If Adam spoke the names of the animals, in a pure and absolute state of innocence, how did he gain dominion over them when hierarchy can only come into existence after the act of writing has been introduced into human culture? To put this a different way: if naming animals in a pure state of innocence can, in and of itself, create violence, hierarchy, and exploitation, and that seems to be the case here since Adam spoke and did not write the names, then why did God take Adam aside so he (and He by proxy) could create, bring into being and presence in the world, violence, hierarchy, and exploitation? If naming creates dominion of the namer over the named, then God caused violence, hierarchy, and exploitation, laid the groundwork for it, so to speak, when man (Eve was "created" only after this act of naming took place) was still in a state of pure and absolute innocence. Only one conclusion can be drawn from this convoluted, irrational nonsense--the violence and exploitation which inevitably result from hierarchy were created or caused by God prior to man's original sin and therefore must be good and proper ways for men to behave in the power structures and relationships that exist in Western civilization. Drawing this out to its immediate and inescapable conclusion, it could not have been wrong for Cain to kill Abel because the Word of God demands that hierarchy result in violence and exploitation against the other, even when the other is your own brother.

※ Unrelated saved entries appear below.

//! Routing protocol events to the handler
//!
//! The [`Dispatcher`] turns raw bytes read from a connection into the
//! protocol's side effects (upgrade responses, pongs, close replies) and into
//! [`Handler`] callbacks. Callbacks receive a [`Session`], the handler's only
//! way to reach connections.

use crate::connection::{ConnectionId, ExtraData, ProtocolEvent};
use crate::handler::Handler;
use crate::logging::{log_debug, log_trace, log_warn};
use crate::registry::{CloseReason, ConnectionRegistry};
use bytes::Bytes;
use sockline_core::error::HandshakeError;
use sockline_core::frame::{encode, Frame};
use sockline_core::handshake::HandshakeRequest;
use sockline_core::{CloseCode, Error, Opcode, Result};
use std::net::SocketAddr;
use std::time::Duration;

/// A handler's view of the server during one callback
///
/// Sends to connections that are not open are silently skipped. A failed
/// send returns the error and the affected connection is dropped once the
/// callback returns.
#[derive(Debug)]
pub struct Session<'a> {
    id: ConnectionId,
    registry: &'a mut ConnectionRegistry,
    write_timeout: Duration,
    failed: Vec<ConnectionId>,
    closed: Vec<ConnectionId>,
}

impl<'a> Session<'a> {
    pub(crate) fn new(
        id: ConnectionId,
        registry: &'a mut ConnectionRegistry,
        write_timeout: Duration,
    ) -> Self {
        Self {
            id,
            registry,
            write_timeout,
            failed: Vec::new(),
            closed: Vec::new(),
        }
    }

    /// Id of the connection the event came from
    pub fn id(&self) -> ConnectionId {
        self.id
    }

    /// Peer address of the current connection
    pub fn remote_addr(&self) -> Option<SocketAddr> {
        self.registry.get(self.id).map(|state| state.remote_addr())
    }

    /// The upgrade request of the current connection
    pub fn request(&self) -> Option<&HandshakeRequest> {
        self.registry.get(self.id).and_then(|state| state.request())
    }

    /// Application data attached to the current connection
    pub fn extra_data(&self) -> Option<&ExtraData> {
        self.registry.get(self.id).map(|state| state.extra_data())
    }

    /// Mutable application data attached to the current connection
    pub fn extra_data_mut(&mut self) -> Option<&mut ExtraData> {
        self.registry
            .get_mut(self.id)
            .map(|state| state.extra_data_mut())
    }

    /// Number of registered connections, including ones still handshaking
    pub fn connection_count(&self) -> usize {
        self.registry.len()
    }

    /// Ids of all open connections
    pub fn open_connections(&self) -> Vec<ConnectionId> {
        self.registry.open_ids()
    }

    /// Send a text message to the current connection
    pub async fn send_text(&mut self, text: &str) -> Result<()> {
        self.send_frame(self.id, encode(Opcode::Text, text.as_bytes()))
            .await
    }

    /// Send a binary message to the current connection
    pub async fn send_binary(&mut self, data: &[u8]) -> Result<()> {
        self.send_frame(self.id, encode(Opcode::Binary, data)).await
    }

    /// Send a text message to another connection
    pub async fn send_text_to(&mut self, id: ConnectionId, text: &str) -> Result<()> {
        self.send_frame(id, encode(Opcode::Text, text.as_bytes()))
            .await
    }

    /// Send a binary message to another connection
    pub async fn send_binary_to(&mut self, id: ConnectionId, data: &[u8]) -> Result<()> {
        self.send_frame(id, encode(Opcode::Binary, data)).await
    }

    /// Send a text message to every open connection, this one included
    ///
    /// Returns how many connections it was written to.
    pub async fn broadcast_text(&mut self, text: &str) -> usize {
        self.broadcast_frame(encode(Opcode::Text, text.as_bytes()))
            .await
    }

    /// Send a binary message to every open connection, this one included
    pub async fn broadcast_binary(&mut self, data: &[u8]) -> usize {
        self.broadcast_frame(encode(Opcode::Binary, data)).await
    }

    /// Close the current connection with `code` once the callback returns
    ///
    /// `on_close` is not invoked for server-initiated closes.
    pub async fn close(&mut self, code: CloseCode) -> Result<()> {
        let frame = Frame::close(Some(code.code()), "").to_bytes();
        let sent = self.send_frame(self.id, frame).await;
        if !self.closed.contains(&self.id) {
            self.closed.push(self.id);
        }
        sent
    }

    async fn send_frame(&mut self, id: ConnectionId, frame: Bytes) -> Result<()> {
        if self.failed.contains(&id) || self.closed.contains(&id) {
            return Ok(());
        }
        match self.registry.send(id, &frame, self.write_timeout).await {
            Ok(_) => Ok(()),
            Err(err) => {
                self.failed.push(id);
                Err(err)
            }
        }
    }

    async fn broadcast_frame(&mut self, frame: Bytes) -> usize {
        let mut delivered = 0;
        for id in self.registry.open_ids() {
            if self.failed.contains(&id) || self.closed.contains(&id) {
                continue;
            }
            match self.registry.write(id, &frame, self.write_timeout).await {
                Ok(()) => delivered += 1,
                Err(err) => {
                    log_debug!("broadcast to connection {} failed: {}", id, err);
                    self.failed.push(id);
                }
            }
        }
        delivered
    }

    fn finish(self) -> (Vec<ConnectionId>, Vec<ConnectionId>) {
        (self.failed, self.closed)
    }
}

enum Callback {
    Connect,
    Text(String),
    Binary(Bytes),
    Pong(Bytes),
    Close(Option<u16>, String),
}

/// Feeds connection input through the protocol and into a [`Handler`]
#[derive(Debug)]
pub struct Dispatcher<H> {
    handler: H,
    write_timeout: Duration,
}

impl<H: Handler> Dispatcher<H> {
    /// Create a dispatcher around a handler
    pub fn new(handler: H, write_timeout: Duration) -> Self {
        Self {
            handler,
            write_timeout,
        }
    }

    /// Get the handler
    pub fn handler(&self) -> &H {
        &self.handler
    }

    /// Get the handler mutably
    pub fn handler_mut(&mut self) -> &mut H {
        &mut self.handler
    }

    /// Process bytes read from connection `id`
    ///
    /// Every event the bytes complete is handled before this returns, in
    /// arrival order. Unknown ids are ignored.
    pub async fn on_bytes(&mut self, registry: &mut ConnectionRegistry, id: ConnectionId, bytes: &[u8]) {
        match registry.get_mut(id) {
            Some(state) => state.feed(bytes),
            None => return,
        }

        loop {
            let polled = match registry.get_mut(id) {
                Some(state) => state.poll_event(),
                None => return,
            };

            match polled {
                Ok(Some(event)) => {
                    if !self.on_event(registry, id, event).await {
                        return;
                    }
                }
                Ok(None) => return,
                Err(err) => {
                    self.fail(registry, id, err).await;
                    return;
                }
            }
        }
    }

    /// Handle one event; returns whether the connection is still registered
    async fn on_event(&mut self, registry: &mut ConnectionRegistry, id: ConnectionId, event: ProtocolEvent) -> bool {
        match event {
            ProtocolEvent::HandshakeResponse(response) => {
                if let Err(err) = registry.write(id, &response, self.write_timeout).await {
                    log_debug!("failed to write upgrade response to {}: {}", id, err);
                    registry.remove(id, CloseReason::WriteFailed);
                    return false;
                }
                if let Some(state) = registry.get_mut(id) {
                    state.complete_handshake();
                }
                log_debug!("connection {} upgraded", id);
                self.invoke(registry, id, Callback::Connect).await;
            }
            ProtocolEvent::HandshakeRejected(HandshakeError::MissingKey) => {
                log_debug!("connection {} sent an upgrade request without a key", id);
            }
            ProtocolEvent::HandshakeRejected(err) => {
                log_warn!("dropping connection {}: {}", id, err);
                registry.remove(id, CloseReason::ProtocolError);
                return false;
            }
            ProtocolEvent::Message(message) => {
                log_trace!("connection {} delivered {}", id, message);
                #[cfg(feature = "metrics")]
                metrics::counter!("sockline_messages_received_total").increment(1);

                let callback = match message {
                    sockline_core::Message::Text(text) => Callback::Text(text),
                    sockline_core::Message::Binary(data) => Callback::Binary(data),
                };
                self.invoke(registry, id, callback).await;
            }
            ProtocolEvent::Ping(payload) => {
                let pong = encode(Opcode::Pong, &payload);
                if let Err(err) = registry.send(id, &pong, self.write_timeout).await {
                    log_debug!("failed to answer ping on {}: {}", id, err);
                    registry.remove(id, CloseReason::WriteFailed);
                    return false;
                }
            }
            ProtocolEvent::Pong(payload) => {
                self.invoke(registry, id, Callback::Pong(payload)).await;
            }
            ProtocolEvent::Close { code, reason } => {
                log_debug!("connection {} closed by peer ({:?})", id, code);
                let reply = encode(Opcode::Close, &[]);
                if let Err(err) = registry.write(id, &reply, self.write_timeout).await {
                    log_debug!("failed to answer close on {}: {}", id, err);
                }
                self.invoke(registry, id, Callback::Close(code, reason)).await;
                registry.remove(id, CloseReason::Normal);
                return false;
            }
            ProtocolEvent::MessageDropped { size } => {
                log_warn!("connection {} exceeded the message size limit ({} bytes)", id, size);
            }
        }
        registry.contains(id)
    }

    /// Drop a connection that violated the protocol
    async fn fail(&mut self, registry: &mut ConnectionRegistry, id: ConnectionId, err: Error) {
        let code = err.close_code();
        log_debug!("protocol error on connection {}: {} (closing with {})", id, err, code);

        let frame = Frame::close(Some(code.code()), "").to_bytes();
        if let Err(err) = registry.write(id, &frame, self.write_timeout).await {
            log_debug!("failed to send close frame to {}: {}", id, err);
        }
        registry.remove(id, CloseReason::ProtocolError);
    }

    async fn invoke(&mut self, registry: &mut ConnectionRegistry, id: ConnectionId, callback: Callback) {
        let mut session = Session::new(id, registry, self.write_timeout);

        let result = match callback {
            Callback::Connect => self.handler.on_connect(&mut session).await,
            Callback::Text(text) => self.handler.on_text(&mut session, text).await,
            Callback::Binary(data) => self.handler.on_binary(&mut session, data).await,
            Callback::Pong(payload) => self.handler.on_pong(&mut session, payload).await,
            Callback::Close(code, reason) => self.handler.on_close(&mut session, code, reason).await,
        };
        if let Err(err) = result {
            log_warn!("handler error on connection {}: {}", id, err);
        }

        let (failed, closed) = session.finish();
        for id in failed {
            if registry.remove(id, CloseReason::WriteFailed).is_some() {
                log_debug!("dropped connection {} after a failed write", id);
            }
        }
        for id in closed {
            registry.remove(id, CloseReason::Local);
        }
    }
}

The fact that Cain was condemned for murdering Abel only compounds the irrationality of the discourse. The least that can be said about any of this is that bad philosophy leads inevitably to bad behavior. This part of the Genesis myth bears the unmistakable touch of human frailty and fallacy, since it is even worst to believe that God, in His infinite wisdom, is little more than a philosophical moron who could not pass an entry level exam in a freshman logic course at a Community College.
From a native American point of view, of course, little more than that needs to be said. One word, however, might serve to take the edge off that statement: native Americans have always perceived the other, human, horse, bear, beaver, buffalo, crow, eagle, etc., as the brother of (wo)mankind and we have never treated our brother the way Cain treated Abel. We never heard or imagined, at least originally, the Word of God. We were never innocent. We were just lucky.